Les effets physiologiques des chutes chez les personnes âgées ont également été identifiés. Les deux effets avec une incidence plus élevée de références étaient le décès et la morbidité, avec 21,8%, et le déclin fonctionnel, avec 20,6%. D’autres effets encore significatifs étaient l’inactivité, avec 14,9%, la dépendance fonctionnelle et la perte d’autonomie, avec 13.7%, et la dépression, avec une incidence de 10,3%.
Cette analyse révèle une relation de cause à effet possible entre les différents effets physiologiques. Par exemple, la dépression peut entraîner une dépendance fonctionnelle plus élevée; de la même manière, l’inactivité peut entraîner un déclin fonctionnel. D’autre part, l’état d’incapacité physique et de dépendance fonctionnelle résultant d’une chute peut réduire la capacité de participer aux activités de la vie quotidienne et augmenter les risques de dépression. Ces interrelations entre les causes seront examinées plus en détail dans les travaux futurs.

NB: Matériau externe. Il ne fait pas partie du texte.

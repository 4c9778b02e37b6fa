use crate::domain::person::Person;
use crate::domain::wedding::{Datetime, Venue, Wedding, WeddingName};
use crate::storage::json_adapted_person::JsonAdaptedPerson;
use crate::storage::null_as_empty;
use crate::utils::error::ValidationError;
use crate::utils::validation::require_field;
use serde::{Deserialize, Serialize};
use std::collections::BTreeSet;

const ENTITY: &str = "Wedding";

/// `Wedding` 的 JSON 持久化形式。
///
/// 讀入時欄位可能為 `null` 或格式錯誤；由 [`JsonAdaptedWedding::to_domain`]
/// 負責全部驗證。參與者保留原始順序，還原時才收斂為集合。
#[derive(Debug, Clone, PartialEq, Eq, Serialize, Deserialize)]
#[serde(rename_all = "camelCase")]
pub struct JsonAdaptedWedding {
    #[serde(default)]
    wedding_name: Option<String>,
    #[serde(default)]
    venue: Option<String>,
    #[serde(default)]
    date_time: Option<String>,
    #[serde(default, deserialize_with = "null_as_empty")]
    participants: Vec<JsonAdaptedPerson>,
}

impl JsonAdaptedWedding {
    pub fn new(
        wedding_name: Option<String>,
        venue: Option<String>,
        date_time: Option<String>,
        participants: Option<Vec<JsonAdaptedPerson>>,
    ) -> Self {
        Self {
            wedding_name,
            venue,
            date_time,
            participants: participants.unwrap_or_default(),
        }
    }

    pub fn participants(&self) -> &[JsonAdaptedPerson] {
        &self.participants
    }

    /// 還原為 `Wedding`，遇到第一個錯誤即中止。
    ///
    /// 參與者先於婚禮本身的欄位驗證；接著依序為 name、venue、datetime。
    ///
    /// # Errors
    /// 參與者驗證失敗時原樣回傳其錯誤；欄位為 `null` 時回傳
    /// `MissingField`；格式不符時回傳 `InvalidFormat`。
    pub fn to_domain(&self) -> Result<Wedding, ValidationError> {
        let participant_list = self
            .participants
            .iter()
            .map(JsonAdaptedPerson::to_domain)
            .collect::<Result<Vec<Person>, _>>()?;

        let wedding_name = require_field::<WeddingName>(ENTITY, self.wedding_name.as_deref())?;
        let venue = require_field::<Venue>(ENTITY, self.venue.as_deref())?;
        let datetime = require_field::<Datetime>(ENTITY, self.date_time.as_deref())?;

        let participants: BTreeSet<Person> = participant_list.into_iter().collect();
        Ok(Wedding::new(wedding_name, venue, datetime, participants))
    }
}

impl From<&Wedding> for JsonAdaptedWedding {
    fn from(source: &Wedding) -> Self {
        Self {
            wedding_name: Some(source.wedding_name().to_string()),
            venue: Some(source.venue().to_string()),
            date_time: Some(source.datetime().to_string()),
            participants: source
                .participants()
                .iter()
                .map(JsonAdaptedPerson::from)
                .collect(),
        }
    }
}

impl TryFrom<&JsonAdaptedWedding> for Wedding {
    type Error = ValidationError;

    fn try_from(value: &JsonAdaptedWedding) -> Result<Self, Self::Error> {
        value.to_domain()
    }
}

#[cfg(test)]
mod tests {
    use super::*;
    use crate::domain::value_object::ValueObject;
    use serde_json::json;

    fn person_json() -> serde_json::Value {
        json!({
            "name": "Alice Pauline",
            "phone": "94351253",
            "email": "alice@example.com",
            "address": "123, Jurong West Ave 6, #08-111",
            "tags": ["friends"]
        })
    }

    fn wedding_json() -> serde_json::Value {
        json!({
            "weddingName": "Alice & Bob",
            "venue": "Garden",
            "dateTime": "2024-12-25 18:00",
            "participants": [person_json()]
        })
    }

    fn adapted(value: serde_json::Value) -> JsonAdaptedWedding {
        serde_json::from_value(value).unwrap()
    }

    #[test]
    fn test_valid_wedding_converts() {
        let wedding = adapted(wedding_json()).to_domain().unwrap();
        assert_eq!(wedding.wedding_name().to_string(), "Alice & Bob");
        assert_eq!(wedding.venue().to_string(), "Garden");
        assert_eq!(wedding.datetime().to_string(), "2024-12-25 18:00");
        assert_eq!(wedding.participants().len(), 1);
    }

    #[test]
    fn test_null_wedding_name() {
        let mut value = wedding_json();
        value["weddingName"] = serde_json::Value::Null;
        let err = adapted(value).to_domain().unwrap_err();
        assert_eq!(
            err,
            ValidationError::MissingField {
                entity: "Wedding",
                field: "WeddingName"
            }
        );
        assert_eq!(err.to_string(), "Wedding's WeddingName field is missing!");
    }

    #[test]
    fn test_missing_checks_ignore_other_fields() {
        // venue 為 null，即使 datetime 也無效仍回報 venue
        let mut value = wedding_json();
        value["venue"] = serde_json::Value::Null;
        value["dateTime"] = json!("whenever");
        let err = adapted(value).to_domain().unwrap_err();
        assert_eq!(err.to_string(), "Wedding's Venue field is missing!");

        let mut value = wedding_json();
        value.as_object_mut().unwrap().remove("dateTime");
        let err = adapted(value).to_domain().unwrap_err();
        assert_eq!(err.to_string(), "Wedding's Datetime field is missing!");
    }

    #[test]
    fn test_invalid_formats() {
        let mut value = wedding_json();
        value["weddingName"] = json!("  ");
        assert_eq!(
            adapted(value).to_domain().unwrap_err().to_string(),
            WeddingName::MESSAGE_CONSTRAINTS
        );

        let mut value = wedding_json();
        value["venue"] = json!(" Garden");
        assert_eq!(
            adapted(value).to_domain().unwrap_err().to_string(),
            Venue::MESSAGE_CONSTRAINTS
        );

        let mut value = wedding_json();
        value["dateTime"] = json!("not-a-date");
        let err = adapted(value).to_domain().unwrap_err();
        assert_eq!(
            err,
            ValidationError::InvalidFormat {
                field: "Datetime",
                message: Datetime::MESSAGE_CONSTRAINTS
            }
        );
    }

    #[test]
    fn test_invalid_participant_fails_first() {
        let mut bad_person = person_json();
        bad_person["phone"] = json!("12");
        let value = json!({
            "weddingName": null,
            "venue": "Garden",
            "dateTime": "2024-12-25 18:00",
            "participants": [bad_person]
        });
        let err = adapted(value).to_domain().unwrap_err();
        assert_eq!(err.to_string(), crate::domain::person::Phone::MESSAGE_CONSTRAINTS);
    }

    #[test]
    fn test_duplicate_participants_collapse() {
        let mut value = wedding_json();
        value["participants"] = json!([person_json(), person_json()]);
        let dto = adapted(value);
        assert_eq!(dto.participants().len(), 2);
        assert_eq!(dto.to_domain().unwrap().participants().len(), 1);
    }

    #[test]
    fn test_null_participants_is_empty() {
        let mut value = wedding_json();
        value["participants"] = serde_json::Value::Null;
        assert!(adapted(value).to_domain().unwrap().participants().is_empty());

        let mut value = wedding_json();
        value.as_object_mut().unwrap().remove("participants");
        assert!(adapted(value).to_domain().unwrap().participants().is_empty());
    }

    #[test]
    fn test_unknown_fields_ignored() {
        let mut value = wedding_json();
        value["theme"] = json!("rustic");
        assert!(adapted(value).to_domain().is_ok());
    }

    #[test]
    fn test_from_domain_round_trip() {
        let wedding = adapted(wedding_json()).to_domain().unwrap();
        let dto = JsonAdaptedWedding::from(&wedding);
        assert_eq!(dto, adapted(wedding_json()));
        assert_eq!(Wedding::try_from(&dto).unwrap(), wedding);
    }

    #[test]
    fn test_serializes_camel_case() {
        let dto = JsonAdaptedWedding::new(
            Some("Alice & Bob".to_string()),
            Some("Garden".to_string()),
            None,
            None,
        );
        let value = serde_json::to_value(&dto).unwrap();
        assert_eq!(
            value,
            json!({
                "weddingName": "Alice & Bob",
                "venue": "Garden",
                "dateTime": null,
                "participants": []
            })
        );
    }
}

Interventions pour la prévention, la réadaptation et la minimisation des chutes
De nombreuses actions, stratégies et mécanismes peuvent — et ont été — utilisés pour les aspects de prévention, de minimisation et de réadaptation des chutes âgées. Les différentes interventions peuvent être classées en trois groupes: le premier groupe comprend les interventions physiques, le deuxième les interventions environnementales et le troisième les interventions comportementales. Pour chacun de ceux-ci, on peut les faire correspondre aux trois étapes associées aux chutes: le moment avant la chute (interventions pour prévenir les chutes), le temps pendant la chute (interventions pour minimiser les conséquences des chutes) et le moment après la chute (interventions liées à la réhabilitation des conséquences des chutes).
Les différentes interventions, liées aux chutes, ainsi que le pourcentage respectif d’incidence des références sont indiqués dans le tableau 4. Pour chaque type d’intervention (physique, environnementale et comportementale), le tableau 4 indique également à quel stade de l’événement automnal ils peuvent être appliqués (prévention, minimisation et réadaptation). Notez que ces étapes ne s’excluent pas mutuellement.
Les interventions physiques sont celles qui ont représenté l’incidence la plus élevée: notamment, l’ajustement des médicaments avec une incidence de 18,3%, les systèmes de revêtement de protection de la hanche avec une incidence de 17,2% et l’utilisation de programmes de renforcement de la nutrition avec une incidence de 11,4%.
Les interventions environnementales étaient celles qui présentaient la plus faible incidence et se limitaient essentiellement à des changements dans l’environnement domestique et public pour réduire le risque de chute, avec une incidence de 11,4%. Notez également que l’autre intervention “suppression des obstacles dans le ménage” est directement liée à la première.
Enfin, dans les interventions comportementales, l’incidence la plus élevée, de 21,8%, a été trouvée pour la réalisation d’activités et d’exercices. L’utilisation de méthodes de réadaptation basées sur la formation de la démarche et la gestion des facteurs de risque de chutes multiples, avec une incidence de 14,9 et 10,3%, respectivement, étaient également des types d’interventions comportementales pertinents.